The problem: Word for word, return the lines from the top of the listing to the line containing "max_bytes: 10 *", both ends included, and no others.

Task material:
_ _ _

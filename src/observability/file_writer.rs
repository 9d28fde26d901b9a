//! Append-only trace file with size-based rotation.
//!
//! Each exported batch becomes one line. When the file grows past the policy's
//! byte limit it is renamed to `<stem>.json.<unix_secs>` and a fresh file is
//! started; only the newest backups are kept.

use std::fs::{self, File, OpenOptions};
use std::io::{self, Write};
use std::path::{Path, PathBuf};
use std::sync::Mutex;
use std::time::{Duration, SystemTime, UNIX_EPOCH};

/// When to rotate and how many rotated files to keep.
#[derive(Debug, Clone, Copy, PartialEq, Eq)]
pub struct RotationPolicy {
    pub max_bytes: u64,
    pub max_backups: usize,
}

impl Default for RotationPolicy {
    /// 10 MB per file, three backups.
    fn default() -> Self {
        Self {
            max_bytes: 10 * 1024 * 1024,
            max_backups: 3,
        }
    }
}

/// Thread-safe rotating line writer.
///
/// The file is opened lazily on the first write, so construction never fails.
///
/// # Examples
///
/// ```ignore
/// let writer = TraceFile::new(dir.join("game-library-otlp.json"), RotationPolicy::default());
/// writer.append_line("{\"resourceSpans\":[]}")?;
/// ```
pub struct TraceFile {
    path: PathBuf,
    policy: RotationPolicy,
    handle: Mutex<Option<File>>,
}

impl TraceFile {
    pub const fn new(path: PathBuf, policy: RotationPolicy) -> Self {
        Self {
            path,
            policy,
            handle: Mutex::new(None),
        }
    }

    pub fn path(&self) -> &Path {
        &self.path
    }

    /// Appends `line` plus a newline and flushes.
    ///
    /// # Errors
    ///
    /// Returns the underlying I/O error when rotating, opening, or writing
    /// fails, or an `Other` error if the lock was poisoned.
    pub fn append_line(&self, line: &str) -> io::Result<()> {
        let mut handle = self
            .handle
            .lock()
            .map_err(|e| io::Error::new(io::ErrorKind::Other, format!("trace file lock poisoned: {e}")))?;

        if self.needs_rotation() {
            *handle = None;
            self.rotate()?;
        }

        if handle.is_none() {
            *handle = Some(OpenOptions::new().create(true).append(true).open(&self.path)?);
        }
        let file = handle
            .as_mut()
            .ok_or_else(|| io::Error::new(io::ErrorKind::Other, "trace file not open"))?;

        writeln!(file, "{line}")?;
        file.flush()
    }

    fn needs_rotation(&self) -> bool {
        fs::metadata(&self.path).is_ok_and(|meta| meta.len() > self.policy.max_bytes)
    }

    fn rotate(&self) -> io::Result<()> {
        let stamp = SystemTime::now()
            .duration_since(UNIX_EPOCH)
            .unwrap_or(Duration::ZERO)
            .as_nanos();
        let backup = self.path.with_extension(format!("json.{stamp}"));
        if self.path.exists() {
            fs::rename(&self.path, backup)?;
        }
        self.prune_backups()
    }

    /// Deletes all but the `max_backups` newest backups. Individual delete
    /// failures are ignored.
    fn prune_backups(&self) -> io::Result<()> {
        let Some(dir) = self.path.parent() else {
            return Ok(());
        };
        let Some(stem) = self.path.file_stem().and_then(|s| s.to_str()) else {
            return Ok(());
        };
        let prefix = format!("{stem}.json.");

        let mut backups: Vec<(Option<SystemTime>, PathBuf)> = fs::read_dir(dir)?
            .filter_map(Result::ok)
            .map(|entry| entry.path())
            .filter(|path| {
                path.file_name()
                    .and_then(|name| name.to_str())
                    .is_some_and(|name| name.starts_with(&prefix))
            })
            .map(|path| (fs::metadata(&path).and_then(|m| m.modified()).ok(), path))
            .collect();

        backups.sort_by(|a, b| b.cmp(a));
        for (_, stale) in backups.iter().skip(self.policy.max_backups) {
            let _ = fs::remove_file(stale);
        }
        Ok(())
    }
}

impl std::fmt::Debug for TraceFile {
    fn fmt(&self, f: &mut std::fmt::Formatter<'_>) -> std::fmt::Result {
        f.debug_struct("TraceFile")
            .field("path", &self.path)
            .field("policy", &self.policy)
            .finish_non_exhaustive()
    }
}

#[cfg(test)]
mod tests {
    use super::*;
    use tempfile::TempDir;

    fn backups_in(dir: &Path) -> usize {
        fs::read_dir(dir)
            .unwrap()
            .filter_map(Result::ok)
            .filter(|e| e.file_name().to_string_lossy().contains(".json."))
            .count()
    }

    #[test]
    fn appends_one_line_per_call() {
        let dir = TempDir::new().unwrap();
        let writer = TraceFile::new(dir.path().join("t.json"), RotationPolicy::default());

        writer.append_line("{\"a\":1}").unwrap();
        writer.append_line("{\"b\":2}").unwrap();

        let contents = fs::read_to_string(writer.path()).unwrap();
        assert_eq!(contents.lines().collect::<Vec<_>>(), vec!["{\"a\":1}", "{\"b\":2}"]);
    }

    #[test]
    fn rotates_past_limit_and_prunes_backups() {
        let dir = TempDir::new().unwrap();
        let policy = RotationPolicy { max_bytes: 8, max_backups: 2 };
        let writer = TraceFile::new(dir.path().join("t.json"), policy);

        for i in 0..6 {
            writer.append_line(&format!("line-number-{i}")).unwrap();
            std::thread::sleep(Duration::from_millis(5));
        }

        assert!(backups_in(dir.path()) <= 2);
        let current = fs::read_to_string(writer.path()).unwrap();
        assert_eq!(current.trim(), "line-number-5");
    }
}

_ _ _

Output:
filename src/observability/file_writer.rs
repository 9d28fde26d901b9a
//! Append-only trace file with size-based rotation.
//!
//! Each exported batch becomes one line. When the file grows past the policy's
//! byte limit it is renamed to `<stem>.json.<unix_secs>` and a fresh file is
//! started; only the newest backups are kept.

use std::fs::{self, File, OpenOptions};
use std::io::{self, Write};
use std::path::{Path, PathBuf};
use std::sync::Mutex;
use std::time::{Duration, SystemTime, UNIX_EPOCH};

/// When to rotate and how many rotated files to keep.
#[derive(Debug, Clone, Copy, PartialEq, Eq)]
pub struct RotationPolicy {
    pub max_bytes: u64,
    pub max_backups: usize,
}

impl Default for RotationPolicy {
    /// 10 MB per file, three backups.
    fn default() -> Self {
        Self {
            max_bytes: 10 * 1024 * 1024,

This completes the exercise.